Your task. The lines below may contain the word "collect". Please count those that do and give the number alone.
___ Given records
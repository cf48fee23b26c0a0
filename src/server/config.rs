//! Spectator Configuration

/// Repositories game metadata may be served from by default.
pub const DEFAULT_REPOSITORIES: &[&str] = &["games.ggp.org", "ggp-repository.appspot.com"];

/// Spectator server configuration.
#[derive(Clone, Debug)]
pub struct SpectatorConfig {
    /// Hosts `gameMetaURL` may point at. Empty accepts any host.
    pub allowed_repositories: Vec<String>,
    /// Number of recently updated matches the activity feed keeps.
    pub feed_capacity: usize,
    /// Buffer size of the update notification channel.
    pub notify_capacity: usize,
}

impl Default for SpectatorConfig {
    fn default() -> Self {
        Self {
            allowed_repositories: DEFAULT_REPOSITORIES.iter().map(|s| s.to_string()).collect(),
            feed_capacity: 100,
            notify_capacity: 256,
        }
    }
}

fn parse_list(raw: &str) -> Vec<String> {
    raw.split(',')
        .map(str::trim)
        .filter(|s| !s.is_empty())
        .map(str::to_string)
        .collect()
}

impl SpectatorConfig {
    /// Create config from environment variables, falling back to defaults.
    pub fn from_env() -> Self {
        let defaults = Self::default();
        Self {
            allowed_repositories: std::env::var("SPECTATOR_ALLOWED_REPOSITORIES")
                .map(|v| parse_list(&v))
                .unwrap_or(defaults.allowed_repositories),
            feed_capacity: std::env::var("SPECTATOR_FEED_CAPACITY")
                .ok()
                .and_then(|v| v.parse().ok())
                .filter(|&n: &usize| n > 0)
                .unwrap_or(defaults.feed_capacity),
            notify_capacity: std::env::var("SPECTATOR_NOTIFY_CAPACITY")
                .ok()
                .and_then(|v| v.parse().ok())
                .filter(|&n: &usize| n > 0)
                .unwrap_or(defaults.notify_capacity),
        }
    }

    /// Accept every repository.
    pub fn allow_any_repository(mut self) -> Self {
        self.allowed_repositories.clear();
        self
    }

    /// May a match be hosted against this repository host?
    pub fn is_repository_allowed(&self, host: &str) -> bool {
        self.allowed_repositories.is_empty()
            || self
                .allowed_repositories
                .iter()
                .any(|allowed| allowed.eq_ignore_ascii_case(host))
    }
}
______
Exercise solution. 2